When should I introduce base 10 blocks?

numeracy leaders teachers Oct 27, 2022

I often begin a PD by asking teachers to share an object or teaching resource that pops into their mind when they think of ‘place value’. Nearly always the first answer is base ten blocks (sometimes known as Multi-Attribute Blocks MAB, or Dienes blocks).

Now don’t get me wrong, I love base ten blocks and always recommend they be used when we are working on the Make/Represent aspect of place value (click here to learn about my 6 aspects of place value).  But a  question I am often asked is “when should I be introducing base 10 blocks to my students?”. My answer is always “it depends”, and I will explain why in this blog.

We all know the importance of using manipulatives to support students in maths. The widely used CRA instructional sequence (Concrete, Representational, Abstract) based on the work of Bruner and Kenney (1965) suggests that when we introduce a concept we should support students to develop their understanding by providing a concrete model (e.g., base ten blocks) before we move onto representations (e.g., drawing sticks to represent tens, dots to represent one), and finally abstract representations (numbers and symbols). There is also strong research to suggest the importance of helping students to visualise maths…but more on that another day! The CRA sequence allows students to be taken on an incremental journey to develop their understanding. You can read a little  more about CRA in this short article

In many areas of maths, CRA is a relatively ‘simple’ model to follow, but in place value, it is important to note that not all concrete models are created equally, therefore there are further considerations. 

In this blog, I want to explore some of materials we can use in place value and when we should be introducing them. Some schools I've worked with have spoken of enforcing ‘blanket rules’ such as ‘base ten blocks can’t be used until Year 3’. I want to share the research I believe this advice has stemmed from, and hopefully clear up this confusion.

In 1990 Arthur Baroody wrote an excellent article titled “When and how should place value concepts and skills be taught?” In this research paper Arthur presents four increasingly abstract models of place value. 

  1. Grouping ten ones into a ten
  2. Trading n Ten ones for a pre-grouped ten
  3. Trading in ten ones for a different looking ten marker
  4. Trading in ten ones for an identical marker that represents ten by virtue of its position

Baroody (1990)

I believe these are of immense importance when we are considering which manipulatives to use with our students. Let’s unpack the first two a little further:

Grouping tens ones into a ten

Manipulatives that allow students to physically count and place 10 objects themselves into a group is an important starting point. So examples of this are when you provide a collection of counters and students are asked to group them into tens, or having icy-pole sticks, counting 10 and then securing them with an elastic band, unifix blocks or sticking lima beans onto icy-pole sticks or tongue depressors, or my current favourite, sticking 10 circle stickers onto giant icy-pole sticks.

The important thing to focus on here, is the count of ten and the grouping which allows students to see the 10 ones ‘reimagined’ as a composite unit of 1 ten.

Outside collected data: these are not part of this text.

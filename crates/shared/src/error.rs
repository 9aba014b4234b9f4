//! 统一错误处理模块
//!
//! 定义基础设施层共享的错误类型，使用 thiserror 提供良好的错误信息。

use thiserror::Error;

/// 消息代理错误
///
/// 覆盖连接、声明、发布、消费、确认各阶段。启动阶段出现的错误对进程是致命的，
/// 稳态发布阶段的错误由调用方记录后吞掉。
#[derive(Debug, Error)]
pub enum MessagingError {
    #[error("连接消息代理失败: {0}")]
    Connection(String),

    #[error("打开通道失败: {0}")]
    Channel(String),

    #[error("声明交换机失败: exchange={exchange}, 原因={reason}")]
    DeclareExchange { exchange: String, reason: String },

    #[error("声明队列失败: queue={queue}, 原因={reason}")]
    DeclareQueue { queue: String, reason: String },

    #[error("绑定队列失败: queue={queue}, exchange={exchange}, pattern={pattern}, 原因={reason}")]
    Bind {
        queue: String,
        exchange: String,
        pattern: String,
        reason: String,
    },

    #[error("发布消息失败: routing_key={routing_key}, 原因={reason}")]
    Publish { routing_key: String, reason: String },

    #[error("发布消息超时: routing_key={routing_key}, 超时={timeout_ms}ms")]
    PublishTimeout { routing_key: String, timeout_ms: u64 },

    #[error("注册消费者失败: queue={queue}, 原因={reason}")]
    Consume { queue: String, reason: String },

    #[error("消息确认失败: delivery_tag={delivery_tag}, 原因={reason}")]
    Acknowledge { delivery_tag: u64, reason: String },

    #[error("消息序列化失败: {0}")]
    Serialization(#[from] serde_json::Error),

    #[error("消息代理连接已关闭")]
    Closed,
}

impl MessagingError {
    /// 获取错误码
    pub fn code(&self) -> &'static str {
        match self {
            Self::Connection(_) => "BROKER_CONNECTION_ERROR",
            Self::Channel(_) => "BROKER_CHANNEL_ERROR",
            Self::DeclareExchange { .. } => "DECLARE_EXCHANGE_ERROR",
            Self::DeclareQueue { .. } => "DECLARE_QUEUE_ERROR",
            Self::Bind { .. } => "BIND_QUEUE_ERROR",
            Self::Publish { .. } => "PUBLISH_ERROR",
            Self::PublishTimeout { .. } => "PUBLISH_TIMEOUT",
            Self::Consume { .. } => "CONSUME_ERROR",
            Self::Acknowledge { .. } => "ACKNOWLEDGE_ERROR",
            Self::Serialization(_) => "SERIALIZATION_ERROR",
            Self::Closed => "BROKER_CLOSED",
        }
    }

    /// 是否为可重试错误
    ///
    /// 仅用于调用方判断；本系统的发布路径本身从不重试。
    pub fn is_retryable(&self) -> bool {
        matches!(
            self,
            Self::Connection(_) | Self::Channel(_) | Self::Publish { .. } | Self::PublishTimeout { .. }
        )
    }
}

/// 基础设施启动错误
///
/// 服务启动阶段（加载配置、连接数据库、声明拓扑）的错误汇总，
/// 由二进制入口转换为 anyhow 错误后退出进程。
#[derive(Debug, Error)]
pub enum InfraError {
    #[error("数据库错误: {0}")]
    Database(#[from] sqlx::Error),

    #[error("数据库迁移失败: {0}")]
    Migration(#[from] sqlx::migrate::MigrateError),

    #[error("订单表不存在: {0}")]
    SchemaMissing(String),

    #[error("配置错误: {0}")]
    Config(#[from] config::ConfigError),

    #[error(transparent)]
    Messaging(#[from] MessagingError),
}

/// 错误结果类型别名
pub type Result<T> = std::result::Result<T, InfraError>;

impl InfraError {
    /// 获取错误码
    pub fn code(&self) -> &'static str {
        match self {
            Self::Database(_) => "DATABASE_ERROR",
            Self::Migration(_) => "MIGRATION_ERROR",
            Self::SchemaMissing(_) => "SCHEMA_MISSING",
            Self::Config(_) => "CONFIG_ERROR",
            Self::Messaging(e) => e.code(),
        }
    }
}

#[cfg(test)]
mod tests {
    use super::*;

    #[test]
    fn test_messaging_error_code() {
        let err = MessagingError::PublishTimeout {
            routing_key: "order.created".to_string(),
            timeout_ms: 5000,
        };
        assert_eq!(err.code(), "PUBLISH_TIMEOUT");
        assert!(err.to_string().contains("order.created"));
        assert!(err.to_string().contains("5000"));
    }

    #[test]
    fn test_is_retryable() {
        assert!(MessagingError::Connection("refused".to_string()).is_retryable());
        assert!(
            MessagingError::PublishTimeout {
                routing_key: "order.shipped".to_string(),
                timeout_ms: 5000,
            }
            .is_retryable()
        );
        assert!(
            !MessagingError::DeclareExchange {
                exchange: "orders".to_string(),
                reason: "PRECONDITION_FAILED".to_string(),
            }
            .is_retryable()
        );
        assert!(!MessagingError::Closed.is_retryable());
    }

    #[test]
    fn test_infra_error_wraps_messaging_code() {
        let err = InfraError::from(MessagingError::Closed);
        assert_eq!(err.code(), "BROKER_CLOSED");

        let db_err = InfraError::from(sqlx::Error::PoolTimedOut);
        assert_eq!(db_err.code(), "DATABASE_ERROR");

        let schema_err = InfraError::SchemaMissing("orders.t_order".to_string());
        assert_eq!(schema_err.code(), "SCHEMA_MISSING");
        assert!(schema_err.to_string().contains("orders.t_order"));
    }
}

Once we have created these groups,  I do lots of counting with students, 1 ten, 2 ten, 3 tens… note when I am working with these manipulatives I am not yet focusing on counting by decades (ten, twenty, thirty) but in composite units (1 ten, 2 ten…). I am reinforcing that one ten is the same as 10 ones.

Trading in Ten Ones for a pre-grouped ten

Manipulatives that are ‘pre-grouped’ are a step up in abstraction for students. This is because the students are not involved in the physical act of grouping. These manipulatives (and by association, us as the teachers) assume the students have internalised why we are grouping in tens, which is actually a VERY tricky concept that takes a long time to master. 

An example of a pre-grouped ten is the good old base ten blocks. As I said, I have nothing against these, BUT it is critical they are ONLY used when students are developmentally READY. How do we know they are developmentally ready? One way is by making sure they have lots and lots of experiences with many different manipulatives where they have grouped the ten themselves (see above).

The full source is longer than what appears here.